Motherhood is judgement. Judgement of ourselves, of others, of the world. It is tiring. And crazy. It is also rewarding. Fun. Never what you expect!

But most importantly, what all of us mothers need to remember, is this…Motherhood is love.

23472306_10214215701529076_887678240831228091_n

 

Change.

I haven’t written a blog in over a year and a half! Whoa. I thought I’d just quit blogging altogether, but I actually really love to write…I just have different things to write about now. So maybe I’ll still blog from time to time, though it won’t be about the rescue world so much any more.

I started a new job in June 2015, and moved in June 2016. My job keeps me very busy, and I work more than 40 hours on a regular basis, so time for the rescue stuff has been very limited. I am still a board member for Last Hope Rescue, and I still run all of their social media and adoption sites. Because I am renting a house, I don’t foster any more. I do frequently visit the local animal shelter and humane society though. It’s funny how much I miss fostering. The enjoyment of bringing a new pup into my house, introducing them to my dogs, and seeing the dog flourish and then get chosen for adoption…it does something good for my soul.

Jayden is still struggling with his anxiety. Some days are good, some are tough….every day is exhausting. I never know how he will react to things. Will he like this activity? Does he want this to eat? Will he have a meltdown because we’re having chicken again? Will he have a panic attack because there’s too many strangers around? His anxiety causes him to have very low self esteem and a lack of confidence.

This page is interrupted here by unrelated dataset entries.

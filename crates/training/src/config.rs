use std::{
    fmt, fs,
    path::{Path, PathBuf},
    str::FromStr,
};

use layers::{InitKind, NormKind};
use model::{
    config::{Backbone, ConditionLayer, FusionKind, LandmarkFusion, SpatialPool},
    registry, AppearanceType, PoseType,
};
use serde::{Deserialize, Serialize};
use serde_json::{Number, Value};

use crate::data::DATASET_MODES;

/// Run identifiers of pose-transfer pipelines carry this prefix.
pub const POSE_TRANSFER_PREFIX: &str = "PoseTransfer_";

/// Name of the resolved configuration saved next to a run's checkpoints.
pub const TRAIN_OPT_FILENAME: &str = "train_opt.json";

#[derive(Debug, Clone, Serialize, Deserialize)]
pub struct TrainingConfig {
    pub id: String,
    #[serde(default)]
    pub pipeline: PipelineKind,
    #[serde(default = "default_true")]
    pub is_train: bool,
    pub data: DataConfig,
    #[serde(default)]
    pub model: NetworkConfig,
    #[serde(default)]
    pub pose_transfer: PoseTransferConfig,
    #[serde(default)]
    pub two_stage: StageTwoConfig,
    #[serde(default)]
    pub designer: DesignerConfig,
    #[serde(default)]
    pub attribute: AttributeConfig,
    #[serde(default)]
    pub gan: GanConfig,
    #[serde(default)]
    pub loss: LossWeights,
    #[serde(default)]
    pub optimizer: OptimizerConfig,
    #[serde(default)]
    pub scheduler: SchedulerConfig,
    #[serde(default)]
    pub runtime: RuntimeConfig,
}

/// Fields of a test run that survive reloading the training options.
#[derive(Debug, Clone)]
pub struct PreservedOptions {
    pub devices: Vec<usize>,
    pub batch_size: usize,
    pub is_train: bool,
}

impl TrainingConfig {
    pub fn from_path(path: impl AsRef<Path>) -> Result<Self, TrainingError> {
        let path = path.as_ref();
        let contents = fs::read_to_string(path)?;
        let mut config: TrainingConfig = match path.extension().and_then(|ext| ext.to_str()) {
            Some("json") => serde_json::from_str(&contents)?,
            Some("toml") | Some("tml") | None => toml::from_str(&contents)?,
            Some(other) => {
                return Err(TrainingError::ConfigFormat(format!(
                    "unsupported configuration extension '{}'",
                    other
                )));
            }
        };

        let base_dir = path.parent().unwrap_or_else(|| Path::new("."));
        config.apply_base_path(base_dir);
        config.auto_set();
        config.validate()?;

        Ok(config)
    }

    pub fn load(path: impl AsRef<Path>) -> Result<Self, TrainingError> {
        Self::from_path(path)
    }

    /// Rebuilds the configuration of a finished run from its `train_opt.json`,
    /// keeping the caller's device list, batch size and train flag.
    pub fn from_train_opt(
        path: impl AsRef<Path>,
        preserved: PreservedOptions,
    ) -> Result<Self, TrainingError> {
        let path = path.as_ref();
        let contents = fs::read_to_string(path).map_err(|err| {
            TrainingError::Io(std::io::Error::new(
                err.kind(),
                format!("{}: {err}", path.display()),
            ))
        })?;
        let mut config: TrainingConfig = serde_json::from_str(&contents)?;
        config.runtime.devices = preserved.devices;
        config.data.batch_size = preserved.batch_size;
        config.is_train = preserved.is_train;
        config.validate()?;
        Ok(config)
    }

    /// Derived fields, computed once after parsing.
    pub fn auto_set(&mut self) {
        if self.pipeline.is_pose_transfer() && !self.id.starts_with(POSE_TRANSFER_PREFIX) {
            self.id = format!("{POSE_TRANSFER_PREFIX}{}", self.id);
        }
    }

    /// Patches `section.key=value` pairs into the configuration.
    pub fn with_overrides(self, overrides: &[(String, String)]) -> Result<Self, TrainingError> {
        if overrides.is_empty() {
            return Ok(self);
        }
        let mut value = serde_json::to_value(self)?;
        for (path, raw) in overrides {
            set_value_at_path(&mut value, path, parse_override_value(raw))?;
        }
        let mut config: TrainingConfig = serde_json::from_value(value)?;
        config.auto_set();
        config.validate()?;
        Ok(config)
    }

    /// Directory holding this run's checkpoints and options.
    pub fn run_dir(&self) -> PathBuf {
        self.runtime.checkpoints_dir.join(&self.id)
    }

    pub fn validate(&self) -> Result<(), TrainingError> {
        let mut errors = Vec::new();

        if self.id.trim().is_empty() {
            errors.push("id must not be empty".to_string());
        }

        if !DATASET_MODES.contains(&self.data.dataset_mode.as_str()) {
            errors.push(format!(
                "data.dataset_mode [{}] is not recognized (expected one of: {})",
                self.data.dataset_mode,
                DATASET_MODES.join(", ")
            ));
        }

        if self.data.batch_size == 0 {
            errors.push("data.batch_size must be greater than 0".to_string());
        }

        if self.data.image_height == 0 || self.data.image_width == 0 {
            errors.push("data.image_height and data.image_width must be greater than 0".to_string());
        }

        if let Err(err) = self.model.norm_kind() {
            errors.push(err.to_string());
        }
        if let Err(err) = self.model.init_kind() {
            errors.push(err.to_string());
        }

        if self.optimizer.lr <= 0.0 || self.optimizer.lr_d <= 0.0 || self.optimizer.lr_stage_1 <= 0.0
        {
            errors.push("optimizer learning rates must be greater than 0".to_string());
        }
        if !(0.0 <= self.optimizer.beta1 && self.optimizer.beta1 < 1.0) {
            errors.push("optimizer.beta1 must be in [0, 1)".to_string());
        }
        if !(0.0 <= self.optimizer.beta2 && self.optimizer.beta2 < 1.0) {
            errors.push("optimizer.beta2 must be in [0, 1)".to_string());
        }

        if self.scheduler.epoch_count == 0 {
            errors.push("scheduler.epoch_count must be greater than 0".to_string());
        }
        if self.scheduler.lr_policy == LrPolicy::Step && self.scheduler.lr_decay == 0 {
            errors.push("scheduler.lr_decay must be greater than 0 for the step policy".to_string());
        }

        for (name, value) in [
            ("runtime.display_freq", self.runtime.display_freq),
            ("runtime.test_epoch_freq", self.runtime.test_epoch_freq),
            ("runtime.save_epoch_freq", self.runtime.save_epoch_freq),
            ("runtime.vis_epoch_freq", self.runtime.vis_epoch_freq),
        ] {
            if value == 0 {
                errors.push(format!("{name} must be greater than 0"));
            }
        }

        for (name, weight) in self.loss.named() {
            if weight < 0.0 {
                errors.push(format!("loss.{name} must be >= 0"));
            }
        }
        if self.loss.needs_vgg() && self.loss.vgg_weights.is_none() {
            errors.push(
                "loss.vgg_weights is required when content, style or patch_style weights are set"
                    .to_string(),
            );
        }

        if self.gan.pool_size > 0 && self.gan.d_nf == 0 {
            errors.push("gan.d_nf must be greater than 0".to_string());
        }
        if !registry::discriminators().contains(&self.gan.which_model_d) {
            errors.push(format!(
                "gan.which_model_d [{}] is not recognized",
                self.gan.which_model_d
            ));
        }

        match self.pipeline {
            PipelineKind::PoseTransfer => self.pose_transfer.collect_errors(&mut errors),
            PipelineKind::TwoStage => {
                self.pose_transfer.collect_errors(&mut errors);
                self.two_stage.collect_errors(&mut errors);
            }
            PipelineKind::Designer => self.designer.collect_errors(&mut errors),
            PipelineKind::Attribute => self.attribute.collect_errors(&mut errors),
        }

        if !errors.is_empty() {
            return Err(TrainingError::validation(errors));
        }

        Ok(())
    }

    fn apply_base_path(&mut self, base: &Path) {
        absolutize_in_place(&mut self.data.data_root, base);
        absolutize_in_place(&mut self.runtime.checkpoints_dir, base);
        if let Some(path) = self.runtime.logging.tensorboard_dir.as_mut() {
            absolutize_in_place(path, base);
        }
        if let Some(path) = self.loss.vgg_weights.as_mut() {
            absolutize_in_place(path, base);
        }
        if let Some(path) = self.attribute.backbone_weights.as_mut() {
            absolutize_in_place(path, base);
        }
    }
}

The only time he can just be himself, without being nervous or overly anxious, is when he plays sports. I am so thankful for that, because I know for some kids with anxiety, sports is a nightmare. But not for Jayden. That’s the only time I see him consistently act without fear.

I get asked all to often why I’m not dating, why I don’t go out more than I do…people just don’t understand. Sometimes I just want to stay home, and watch tv and not have to make any decisions. The thought of bringing someone new into our world is…not easy. I live life in protection mode, always having to explain the world to Jayden. I constantly have to be ready to handle his reactions. He can sometimes have a few weeks that are really good, and then an entire week of meltdowns, and self-deprecating thoughts. No matter how good of a day he may have, at bed time he could be crying and asking why he is such a bad kid. It’s really hard to be his mom, knowing that I can’t fix this, I can’t make him see what a smart, funny, great kid he is. No matter how often I tell him, or how often I point out the positive things, his brain doesn’t let him see it. His anxiety is unpredictable, and doesn’t get any better after he gets through a situation positively. His mind is always focused on the worst possible result, for every day, every situation he encounters, every person he meets. It’s exhausting.

That being said though, we are enjoying our new home town. We live minutes away from my parents, and Jayden loves getting to see Nanny and Papa so often. It also allows us to see my nephew much more often, since he visits my parents a lot, which is wonderful! We love being minutes away from the beach, and the dogs love their frequent visits to the ocean.